> [WORK INSTRUCTIONS]
Identify every line in the records below that contains the word "handshake", and reproduce each one.

> [Stored items]
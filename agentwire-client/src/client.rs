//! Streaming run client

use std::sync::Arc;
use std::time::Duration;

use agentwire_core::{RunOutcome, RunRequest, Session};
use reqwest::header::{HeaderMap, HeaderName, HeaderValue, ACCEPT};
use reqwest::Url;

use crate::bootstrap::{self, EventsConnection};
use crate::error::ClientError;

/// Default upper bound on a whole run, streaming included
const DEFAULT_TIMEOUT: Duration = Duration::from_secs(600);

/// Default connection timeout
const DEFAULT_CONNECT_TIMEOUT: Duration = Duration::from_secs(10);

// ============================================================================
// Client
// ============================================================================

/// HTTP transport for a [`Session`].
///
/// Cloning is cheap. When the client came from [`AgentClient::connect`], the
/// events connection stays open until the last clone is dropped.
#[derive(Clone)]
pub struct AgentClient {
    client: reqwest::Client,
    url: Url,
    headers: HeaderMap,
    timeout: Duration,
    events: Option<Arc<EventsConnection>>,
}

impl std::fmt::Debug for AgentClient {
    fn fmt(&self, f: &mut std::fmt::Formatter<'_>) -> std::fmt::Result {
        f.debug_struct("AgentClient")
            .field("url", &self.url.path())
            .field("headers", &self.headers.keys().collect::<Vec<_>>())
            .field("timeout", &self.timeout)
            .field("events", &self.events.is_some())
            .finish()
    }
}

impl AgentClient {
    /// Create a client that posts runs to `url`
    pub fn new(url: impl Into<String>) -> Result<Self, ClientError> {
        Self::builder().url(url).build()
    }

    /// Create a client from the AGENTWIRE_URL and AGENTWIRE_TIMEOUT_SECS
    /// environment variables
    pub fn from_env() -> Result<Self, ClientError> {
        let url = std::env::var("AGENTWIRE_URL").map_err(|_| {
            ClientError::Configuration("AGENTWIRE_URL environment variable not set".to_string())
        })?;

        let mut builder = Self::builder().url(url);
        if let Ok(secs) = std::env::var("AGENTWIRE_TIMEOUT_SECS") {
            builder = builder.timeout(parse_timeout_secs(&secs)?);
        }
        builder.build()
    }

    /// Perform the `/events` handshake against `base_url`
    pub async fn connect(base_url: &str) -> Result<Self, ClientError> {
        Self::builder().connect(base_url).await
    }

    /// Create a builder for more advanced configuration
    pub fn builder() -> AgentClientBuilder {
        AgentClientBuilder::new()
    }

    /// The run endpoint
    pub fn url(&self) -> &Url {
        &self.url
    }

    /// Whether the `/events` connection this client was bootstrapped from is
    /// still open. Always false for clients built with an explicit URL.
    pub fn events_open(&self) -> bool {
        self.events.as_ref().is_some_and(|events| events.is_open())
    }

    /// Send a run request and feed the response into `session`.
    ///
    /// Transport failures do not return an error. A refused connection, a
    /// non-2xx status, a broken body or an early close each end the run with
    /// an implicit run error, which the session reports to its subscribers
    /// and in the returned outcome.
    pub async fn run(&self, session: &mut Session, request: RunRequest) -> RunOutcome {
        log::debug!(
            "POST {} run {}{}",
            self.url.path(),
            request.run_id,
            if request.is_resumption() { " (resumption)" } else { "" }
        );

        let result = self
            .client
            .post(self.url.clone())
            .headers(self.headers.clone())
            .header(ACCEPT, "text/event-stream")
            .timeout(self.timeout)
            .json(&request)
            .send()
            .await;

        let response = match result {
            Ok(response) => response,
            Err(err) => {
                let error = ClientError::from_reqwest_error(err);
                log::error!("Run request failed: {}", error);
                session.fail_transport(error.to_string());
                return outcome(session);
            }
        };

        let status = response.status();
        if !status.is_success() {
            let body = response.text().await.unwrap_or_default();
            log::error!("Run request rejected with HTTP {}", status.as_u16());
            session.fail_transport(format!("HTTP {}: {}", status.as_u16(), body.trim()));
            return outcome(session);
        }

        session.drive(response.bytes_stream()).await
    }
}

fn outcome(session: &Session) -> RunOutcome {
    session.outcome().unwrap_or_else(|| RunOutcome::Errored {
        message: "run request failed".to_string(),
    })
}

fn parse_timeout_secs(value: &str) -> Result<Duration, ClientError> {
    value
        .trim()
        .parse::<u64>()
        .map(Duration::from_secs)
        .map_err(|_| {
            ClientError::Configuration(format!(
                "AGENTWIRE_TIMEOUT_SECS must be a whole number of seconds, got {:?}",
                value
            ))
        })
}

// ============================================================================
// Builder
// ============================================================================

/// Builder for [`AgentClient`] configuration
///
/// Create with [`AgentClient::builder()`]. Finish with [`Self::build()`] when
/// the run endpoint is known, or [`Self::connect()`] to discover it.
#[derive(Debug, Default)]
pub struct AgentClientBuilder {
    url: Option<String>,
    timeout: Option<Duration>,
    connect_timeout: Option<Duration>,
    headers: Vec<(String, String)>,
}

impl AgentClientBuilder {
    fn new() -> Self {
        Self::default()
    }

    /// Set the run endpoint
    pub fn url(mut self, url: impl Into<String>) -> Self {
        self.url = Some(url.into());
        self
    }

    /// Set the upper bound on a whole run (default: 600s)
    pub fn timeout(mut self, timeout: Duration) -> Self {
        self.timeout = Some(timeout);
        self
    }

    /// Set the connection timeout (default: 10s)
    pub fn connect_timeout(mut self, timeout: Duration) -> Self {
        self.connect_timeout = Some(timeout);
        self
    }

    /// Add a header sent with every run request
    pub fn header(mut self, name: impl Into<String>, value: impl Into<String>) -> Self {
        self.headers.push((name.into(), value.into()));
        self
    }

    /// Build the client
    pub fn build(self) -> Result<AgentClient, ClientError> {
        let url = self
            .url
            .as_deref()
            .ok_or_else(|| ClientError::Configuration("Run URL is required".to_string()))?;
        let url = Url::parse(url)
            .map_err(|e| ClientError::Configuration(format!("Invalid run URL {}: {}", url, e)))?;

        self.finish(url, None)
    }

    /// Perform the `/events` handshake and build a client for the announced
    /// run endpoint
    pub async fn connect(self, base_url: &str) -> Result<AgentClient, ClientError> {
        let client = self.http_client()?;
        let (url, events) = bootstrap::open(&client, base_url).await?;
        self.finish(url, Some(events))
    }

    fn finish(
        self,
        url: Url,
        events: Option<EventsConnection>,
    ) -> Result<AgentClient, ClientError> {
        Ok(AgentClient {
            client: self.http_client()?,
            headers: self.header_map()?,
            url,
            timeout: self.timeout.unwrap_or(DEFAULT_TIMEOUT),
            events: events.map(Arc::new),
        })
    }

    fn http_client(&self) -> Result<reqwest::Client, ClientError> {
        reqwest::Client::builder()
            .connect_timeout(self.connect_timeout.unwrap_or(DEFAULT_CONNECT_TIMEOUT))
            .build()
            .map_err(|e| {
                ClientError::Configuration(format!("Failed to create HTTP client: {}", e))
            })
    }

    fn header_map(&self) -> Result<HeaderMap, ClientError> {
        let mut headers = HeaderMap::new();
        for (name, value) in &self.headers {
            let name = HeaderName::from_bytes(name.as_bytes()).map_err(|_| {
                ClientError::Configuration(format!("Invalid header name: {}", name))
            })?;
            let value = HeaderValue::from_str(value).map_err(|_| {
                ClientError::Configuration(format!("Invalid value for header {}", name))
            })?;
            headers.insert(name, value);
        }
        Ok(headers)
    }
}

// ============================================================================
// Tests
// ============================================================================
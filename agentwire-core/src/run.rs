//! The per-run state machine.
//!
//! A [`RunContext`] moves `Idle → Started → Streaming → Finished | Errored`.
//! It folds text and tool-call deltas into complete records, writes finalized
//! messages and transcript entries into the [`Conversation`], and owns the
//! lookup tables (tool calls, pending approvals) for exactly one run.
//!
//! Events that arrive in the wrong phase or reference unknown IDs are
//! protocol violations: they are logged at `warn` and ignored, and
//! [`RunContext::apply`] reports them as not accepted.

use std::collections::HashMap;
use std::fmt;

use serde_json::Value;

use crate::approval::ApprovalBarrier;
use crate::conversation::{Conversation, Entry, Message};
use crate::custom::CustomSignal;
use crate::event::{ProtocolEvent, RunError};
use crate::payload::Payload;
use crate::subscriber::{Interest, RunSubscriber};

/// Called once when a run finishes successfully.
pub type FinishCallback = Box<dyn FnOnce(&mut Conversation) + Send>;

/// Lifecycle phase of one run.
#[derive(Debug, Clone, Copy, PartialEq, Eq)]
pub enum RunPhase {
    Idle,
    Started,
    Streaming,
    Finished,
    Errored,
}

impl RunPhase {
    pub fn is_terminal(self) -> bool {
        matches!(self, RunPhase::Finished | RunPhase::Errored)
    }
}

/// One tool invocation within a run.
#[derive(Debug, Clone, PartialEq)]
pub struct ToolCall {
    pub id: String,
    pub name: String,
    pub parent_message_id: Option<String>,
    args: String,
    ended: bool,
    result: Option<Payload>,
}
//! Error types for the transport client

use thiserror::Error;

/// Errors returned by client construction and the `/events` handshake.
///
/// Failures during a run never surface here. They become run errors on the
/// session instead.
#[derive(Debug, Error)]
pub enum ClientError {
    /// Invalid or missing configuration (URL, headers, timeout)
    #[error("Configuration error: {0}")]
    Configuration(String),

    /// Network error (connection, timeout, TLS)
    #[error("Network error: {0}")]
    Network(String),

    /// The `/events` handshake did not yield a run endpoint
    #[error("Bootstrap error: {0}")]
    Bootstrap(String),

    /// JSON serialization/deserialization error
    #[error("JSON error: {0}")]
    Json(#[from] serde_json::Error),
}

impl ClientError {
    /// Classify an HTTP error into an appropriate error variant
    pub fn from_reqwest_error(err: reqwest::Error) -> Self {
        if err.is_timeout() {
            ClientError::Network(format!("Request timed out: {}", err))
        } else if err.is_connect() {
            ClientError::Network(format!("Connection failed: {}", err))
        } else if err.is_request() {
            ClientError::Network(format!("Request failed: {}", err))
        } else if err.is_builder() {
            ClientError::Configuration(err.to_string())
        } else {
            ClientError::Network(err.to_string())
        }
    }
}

==

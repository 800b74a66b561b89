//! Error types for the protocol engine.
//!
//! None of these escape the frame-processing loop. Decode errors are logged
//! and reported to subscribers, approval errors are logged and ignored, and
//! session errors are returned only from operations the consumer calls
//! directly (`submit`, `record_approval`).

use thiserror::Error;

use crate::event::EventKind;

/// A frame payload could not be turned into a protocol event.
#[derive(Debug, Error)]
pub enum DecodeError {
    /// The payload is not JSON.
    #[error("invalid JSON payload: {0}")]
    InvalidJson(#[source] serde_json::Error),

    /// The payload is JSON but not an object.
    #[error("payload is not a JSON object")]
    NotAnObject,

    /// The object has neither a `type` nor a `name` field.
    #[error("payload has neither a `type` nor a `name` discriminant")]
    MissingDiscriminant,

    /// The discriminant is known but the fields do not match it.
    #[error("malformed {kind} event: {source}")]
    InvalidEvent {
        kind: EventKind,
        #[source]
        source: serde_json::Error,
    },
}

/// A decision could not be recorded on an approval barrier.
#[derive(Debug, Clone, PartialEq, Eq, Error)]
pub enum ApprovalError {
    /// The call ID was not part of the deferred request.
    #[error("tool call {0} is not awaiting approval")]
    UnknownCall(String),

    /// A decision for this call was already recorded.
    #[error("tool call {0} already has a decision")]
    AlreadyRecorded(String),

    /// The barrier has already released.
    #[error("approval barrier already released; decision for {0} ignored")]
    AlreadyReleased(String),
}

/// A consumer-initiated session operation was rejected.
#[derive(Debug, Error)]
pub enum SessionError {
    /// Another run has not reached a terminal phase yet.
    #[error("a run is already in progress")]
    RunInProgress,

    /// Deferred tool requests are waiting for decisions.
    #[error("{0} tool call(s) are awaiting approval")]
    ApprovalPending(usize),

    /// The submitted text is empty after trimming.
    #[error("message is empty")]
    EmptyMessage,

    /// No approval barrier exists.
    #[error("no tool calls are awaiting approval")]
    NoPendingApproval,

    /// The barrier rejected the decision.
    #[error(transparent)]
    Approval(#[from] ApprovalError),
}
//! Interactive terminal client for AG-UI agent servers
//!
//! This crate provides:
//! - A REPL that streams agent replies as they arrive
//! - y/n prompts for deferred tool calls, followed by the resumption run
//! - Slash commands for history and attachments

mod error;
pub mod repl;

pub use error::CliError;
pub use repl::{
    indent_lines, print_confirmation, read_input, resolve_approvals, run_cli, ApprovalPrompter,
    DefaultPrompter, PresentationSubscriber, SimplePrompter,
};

> [ANSWER SPACE]
    /// Perform the `/events` handshake against `base_url`
    /// Perform the `/events` handshake and build a client for the announced
/// Errors returned by client construction and the `/events` handshake.
    /// The `/events` handshake did not yield a run endpoint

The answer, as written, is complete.